Here's a fact check on the actions taken in education funding so far:
WHO'S CUTTING WHAT?
The House Republicans' statement touting Friday's passage of House Bill 191 starts with a Twitter hashtag — #GovsBadBudget — and points out that Bullock proposed cutting $21 million from the Office of Public Instruction.
What the statement omits is that a Republican-led budget panel voted unanimously on Jan. 10 to accept the governor's budget cuts — and the panel then increased those cuts to nearly $24 million over the two-year life of the budget.
Republican leaders say that $24 million cut is only the starting point of budget negotiations, and some money will be restored in the coming weeks.
At least one Democrat on the budget panel in charge of K-12 spending said the proposed GOP cuts and the speed with which the Republican majority put HB191 up for a floor vote sends conflicting messages.
"I imagine there's a political angle to this, that nobody wants to be the ones who cut education," said Rep. Tom Woods, D-Bozeman.
WHAT WAS VOTED ON FRIDAY?
Representatives voted 92-0 to pass HB191, which increases the state's base aid and entitlement funding for schools — about $700 million currently — to match inflation. The bill projects the inflation rate as 1.37 percent in 2018 and 1 percent in 2019.

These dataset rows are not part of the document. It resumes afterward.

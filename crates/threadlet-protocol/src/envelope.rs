#![forbid(unsafe_code)]

//! Envelope shape and JSON codec.
//!
//! On the wire an envelope is a plain JSON object:
//!
//! ```json
//! { "v": 1, "kind": "height-update", "payload": { "height": 640 } }
//! ```
//!
//! Hosts post structured-clone objects, so [`decode_value`] accepts an
//! already-parsed [`serde_json::Value`] while [`decode`] accepts text.
//! Unknown kinds decode to `Ok(None)` so that a newer host can add message
//! kinds without breaking older frames. A missing `v` is read as version 1
//! for hosts that predate the version field.
//!
//! # Example
//!
//! ```
//! use threadlet_protocol::envelope::{Envelope, decode, encode};
//!
//! let wire = encode(&Envelope::height(480));
//! assert_eq!(decode(&wire).unwrap(), Some(Envelope::height(480)));
//!
//! // Unknown kinds are ignored rather than rejected.
//! assert_eq!(decode(r#"{"kind":"theme-changed","payload":{}}"#).unwrap(), None);
//! ```

use serde::de::DeserializeOwned;
use serde::{Deserialize, Serialize};
use serde_json::{Map, Value, json};

/// Protocol version written into every encoded envelope.
pub const PROTOCOL_VERSION: u32 = 1;

/// Errors from decoding an incoming envelope.
///
/// All variants are recoverable: the receiver drops the message.
#[derive(Debug, Clone, PartialEq, Eq, thiserror::Error)]
pub enum DecodeError {
    #[error("envelope is not valid JSON: {0}")]
    Json(String),
    #[error("envelope is not a JSON object")]
    NotAnObject,
    #[error("envelope has no `kind` field")]
    MissingKind,
    #[error("envelope `kind` is not a string")]
    KindNotString,
    #[error("envelope version `{0}` is newer than supported version {supported}", supported = PROTOCOL_VERSION)]
    UnsupportedVersion(u64),
    #[error("envelope version is not a positive integer")]
    InvalidVersion,
    #[error("invalid `{kind}` payload: {reason}")]
    Payload { kind: &'static str, reason: String },
}

/// Discriminant of an [`Envelope`].
#[derive(Debug, Clone, Copy, PartialEq, Eq, Hash)]
pub enum EnvelopeKind {
    HeightUpdate,
    UserInfoVisibility,
    VoteRequestAck,
    Passthrough,
}

impl EnvelopeKind {
    pub const ALL: [Self; 4] = [
        Self::HeightUpdate,
        Self::UserInfoVisibility,
        Self::VoteRequestAck,
        Self::Passthrough,
    ];

    /// Wire tag used in the `kind` field.
    #[must_use]
    pub const fn as_str(self) -> &'static str {
        match self {
            Self::HeightUpdate => "height-update",
            Self::UserInfoVisibility => "user-info-visibility",
            Self::VoteRequestAck => "vote-request-ack",
            Self::Passthrough => "passthrough",
        }
    }

    #[must_use]
    pub fn from_tag(tag: &str) -> Option<Self> {
        Self::ALL.into_iter().find(|kind| kind.as_str() == tag)
    }
}

/// Required iframe height, in CSS pixels.
#[derive(Debug, Clone, Copy, PartialEq, Eq, Serialize, Deserialize)]
pub struct HeightUpdate {
    pub height: u32,
}

/// Whether the user-info popover should be shown by the host.
#[derive(Debug, Clone, Copy, PartialEq, Eq, Serialize, Deserialize)]
pub struct UserInfoVisibility {
    pub shown: bool,
}

/// Acknowledges a vote accepted by the backend.
#[derive(Debug, Clone, PartialEq, Eq, Serialize, Deserialize)]
pub struct VoteRequestAck {
    pub comment_id: String,
    /// The viewer's vote after the request, in `-1..=1`.
    pub vote: i8,
}

/// Opaque host data relayed without interpretation.
#[derive(Debug, Clone, PartialEq, Serialize, Deserialize)]
pub struct Passthrough {
    pub data: Value,
}

/// A typed message exchanged between a frame and its host page.
#[derive(Debug, Clone, PartialEq)]
pub enum Envelope {
    HeightUpdate(HeightUpdate),
    UserInfoVisibility(UserInfoVisibility),
    VoteRequestAck(VoteRequestAck),
    Passthrough(Passthrough),
}

impl Envelope {
    #[must_use]
    pub const fn height(height: u32) -> Self {
        Self::HeightUpdate(HeightUpdate { height })
    }

    /// The request a frame sends when the popover should be dismissed.
    #[must_use]
    pub const fn hide_user_info() -> Self {
        Self::UserInfoVisibility(UserInfoVisibility { shown: false })
    }

    #[must_use]
    pub fn vote_ack(comment_id: impl Into<String>, vote: i8) -> Self {
        Self::VoteRequestAck(VoteRequestAck {
            comment_id: comment_id.into(),
            vote: vote.clamp(-1, 1),
        })
    }

    #[must_use]
    pub const fn passthrough(data: Value) -> Self {
        Self::Passthrough(Passthrough { data })
    }

    #[must_use]
    pub const fn kind(&self) -> EnvelopeKind {
        match self {
            Self::HeightUpdate(_) => EnvelopeKind::HeightUpdate,
            Self::UserInfoVisibility(_) => EnvelopeKind::UserInfoVisibility,
            Self::VoteRequestAck(_) => EnvelopeKind::VoteRequestAck,
            Self::Passthrough(_) => EnvelopeKind::Passthrough,
        }
    }

    /// Structured form of the envelope, as posted to the host.
    #[must_use]
    pub fn to_value(&self) -> Value {
        let payload = match self {
            Self::HeightUpdate(p) => json!({ "height": p.height }),
            Self::UserInfoVisibility(p) => json!({ "shown": p.shown }),
            Self::VoteRequestAck(p) => json!({ "comment_id": p.comment_id, "vote": p.vote }),
            Self::Passthrough(p) => json!({ "data": p.data }),
        };
        json!({
            "v": PROTOCOL_VERSION,
            "kind": self.kind().as_str(),
            "payload": payload,
        })
    }
}

/// Encode an envelope as JSON text.
#[must_use]
pub fn encode(envelope: &Envelope) -> String {
    envelope.to_value().to_string()
}

/// Decode JSON text into an envelope.
///
/// Returns `Ok(None)` for well-formed envelopes of an unknown kind.
pub fn decode(wire: &str) -> Result<Option<Envelope>, DecodeError> {
    let value: Value = serde_json::from_str(wire).map_err(|e| DecodeError::Json(e.to_string()))?;
    decode_value(value)
}

/// Decode an already-parsed structured value into an envelope.
pub fn decode_value(value: Value) -> Result<Option<Envelope>, DecodeError> {
    let Value::Object(mut object) = value else {
        return Err(DecodeError::NotAnObject);
    };

    check_version(&object)?;

    let tag = match object.get("kind") {
        None | Some(Value::Null) => return Err(DecodeError::MissingKind),
        Some(Value::String(tag)) => tag.clone(),
        Some(_) => return Err(DecodeError::KindNotString),
    };
    let Some(kind) = EnvelopeKind::from_tag(&tag) else {
        return Ok(None);
    };

    let payload = object
        .remove("payload")
        .unwrap_or_else(|| Value::Object(Map::new()));

    let envelope = match kind {
        EnvelopeKind::HeightUpdate => Envelope::HeightUpdate(payload_as(kind, payload)?),
        EnvelopeKind::UserInfoVisibility => {
            Envelope::UserInfoVisibility(payload_as(kind, payload)?)
        }
        EnvelopeKind::VoteRequestAck => {
            let ack: VoteRequestAck = payload_as(kind, payload)?;
            if !(-1..=1).contains(&ack.vote) {
                return Err(DecodeError::Payload {
                    kind: kind.as_str(),
                    reason: format!("vote {} is outside -1..=1", ack.vote),
                });
            }
            Envelope::VoteRequestAck(ack)
        }
        // The payload is always the `{data}` wrapper, so a host can relay
        // any value, objects with a `data` key included.
        EnvelopeKind::Passthrough => Envelope::Passthrough(payload_as(kind, payload)?),
    };
    Ok(Some(envelope))
}

fn check_version(object: &Map<String, Value>) -> Result<(), DecodeError> {
    match object.get("v") {
        None => Ok(()),
        Some(v) => {
            let version = v.as_u64().filter(|&n| n > 0).ok_or(DecodeError::InvalidVersion)?;
            if version > u64::from(PROTOCOL_VERSION) {
                Err(DecodeError::UnsupportedVersion(version))
            } else {
                Ok(())
            }
        }
    }
}

fn payload_as<T: DeserializeOwned>(kind: EnvelopeKind, payload: Value) -> Result<T, DecodeError> {
    serde_json::from_value(payload).map_err(|e| DecodeError::Payload {
        kind: kind.as_str(),
        reason: e.to_string(),
    })
}
#![forbid(unsafe_code)]

//! JSON views handed to the page's renderer.
//!
//! The page renders markup; the frame only decides what the markup says.

use serde_json::{Value, json};
use threadlet_core::{
    AdminControl, Localizer, VerificationBadge, VoteControl, VoteControls, VoteDirection,
};
use threadlet_runtime::PopoverState;

fn direction_name(direction: VoteDirection) -> &'static str {
    match direction {
        VoteDirection::Up => "up",
        VoteDirection::Down => "down",
    }
}

fn control_json(control: &VoteControl) -> Value {
    json!({
        "direction": direction_name(control.direction),
        "disabled": control.disabled,
        "ariaDisabled": control.aria_disabled(),
        "title": control.title,
    })
}

#[must_use]
pub fn vote_controls_json(controls: &VoteControls) -> Value {
    json!({
        "allowed": controls.decision.allowed(),
        "up": control_json(&controls.up),
        "down": control_json(&controls.down),
    })
}

#[must_use]
pub fn popover_state_json(state: &PopoverState) -> Value {
    match state {
        PopoverState::Loading => json!({ "state": "loading" }),
        PopoverState::Ready(comments) => json!({
            "state": "ready",
            "comments": comments.as_slice(),
        }),
        PopoverState::Errored(message) => json!({
            "state": "error",
            "message": message,
        }),
    }
}

/// Moderation controls with their localized labels, in display order.
#[must_use]
pub fn moderation_json(
    controls: &[AdminControl],
    badge: VerificationBadge,
    localizer: &dyn Localizer,
) -> Value {
    let controls: Vec<Value> = controls
        .iter()
        .map(|control| {
            json!({
                "key": control.label().key(),
                "label": localizer.text(control.label()),
            })
        })
        .collect();
    json!({
        "controls": controls,
        "badge": { "visible": badge.visible, "clickable": badge.clickable },
    })
}

#[cfg(test)]
mod tests {
    use super::*;
    use pretty_assertions::assert_eq;
    use std::rc::Rc;
    use threadlet_core::{DefaultLocalizer, DenialReason, VoteDecision};

    fn control(direction: VoteDirection, title: Option<&str>) -> VoteControl {
        VoteControl {
            direction,
            disabled: title.is_some(),
            title: title.map(str::to_owned),
        }
    }

    #[test]
    fn denied_controls_carry_title_and_aria_flag() {
        let controls = VoteControls {
            decision: VoteDecision::deny(DenialReason::SignInRequired),
            up: control(VoteDirection::Up, Some("Sign in to vote")),
            down: control(VoteDirection::Down, Some("Sign in to vote")),
        };
        let value = vote_controls_json(&controls);
        assert_eq!(value["allowed"], json!(false));
        assert_eq!(value["up"]["ariaDisabled"], json!("true"));
        assert_eq!(value["down"]["title"], json!("Sign in to vote"));
        assert_eq!(value["down"]["direction"], json!("down"));
    }

    #[test]
    fn allowed_controls_have_null_title() {
        let controls = VoteControls {
            decision: VoteDecision::ALLOWED,
            up: control(VoteDirection::Up, None),
            down: control(VoteDirection::Down, None),
        };
        let value = vote_controls_json(&controls);
        assert_eq!(value["allowed"], json!(true));
        assert_eq!(value["up"]["title"], Value::Null);
        assert_eq!(value["up"]["ariaDisabled"], json!("false"));
    }

    #[test]
    fn popover_states() {
        assert_eq!(
            popover_state_json(&PopoverState::Loading),
            json!({ "state": "loading" })
        );
        assert_eq!(
            popover_state_json(&PopoverState::Errored("boom".into())),
            json!({ "state": "error", "message": "boom" })
        );
        let ready = popover_state_json(&PopoverState::Ready(Rc::new(Vec::new())));
        assert_eq!(ready, json!({ "state": "ready", "comments": [] }));
    }

    #[test]
    fn moderation_labels_are_localized() {
        let value = moderation_json(
            &[AdminControl::Pin, AdminControl::Delete],
            VerificationBadge {
                visible: true,
                clickable: true,
            },
            &DefaultLocalizer,
        );
        let controls = value["controls"].as_array().unwrap();
        assert_eq!(controls.len(), 2);
        assert_eq!(controls[0]["key"], json!(AdminControl::Pin.label().key()));
        assert_eq!(
            controls[1]["label"],
            json!(AdminControl::Delete.label().default_message())
        );
        assert_eq!(value["badge"]["clickable"], json!(true));
    }
}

The bill must still pass the Senate and reach the governor's desk.
House Republicans are taking credit for passing the measure early in the session, saying it will help schools plan their budgets early.
But what they don't say is that the governor's budget proposal includes similar inflationary increases. They also don't mention that the formula for those increases is set by state law and that the Office of Public Instruction is required to include those adjustments in budget recommendations.
WHAT DO THE SCHOOLS THINK?
The governor's budget plan pays for some of the inflationary increases by eliminating two entitlements to school districts — Data for Achievement payments worth $3 million a year and Natural Resources Development payments worth $10.5 million a year.
School districts would lose the $3 million but they'd still get the $10.5 million, only the cost would be split between the state and the school districts.
"It's one of those straws you put on the camel's back," Montana School Board Association executive director Lance Melton said.
House Bill 191 did not include those entitlement cuts, but Melton said they could still be made in the Senate. That possibility, and the larger budget debate, could slow the bill's progress.
The inflationary increases don't cover the actual cost increases in the school districts, anyway, Melton added. School districts will likely have to look for additional cuts themselves.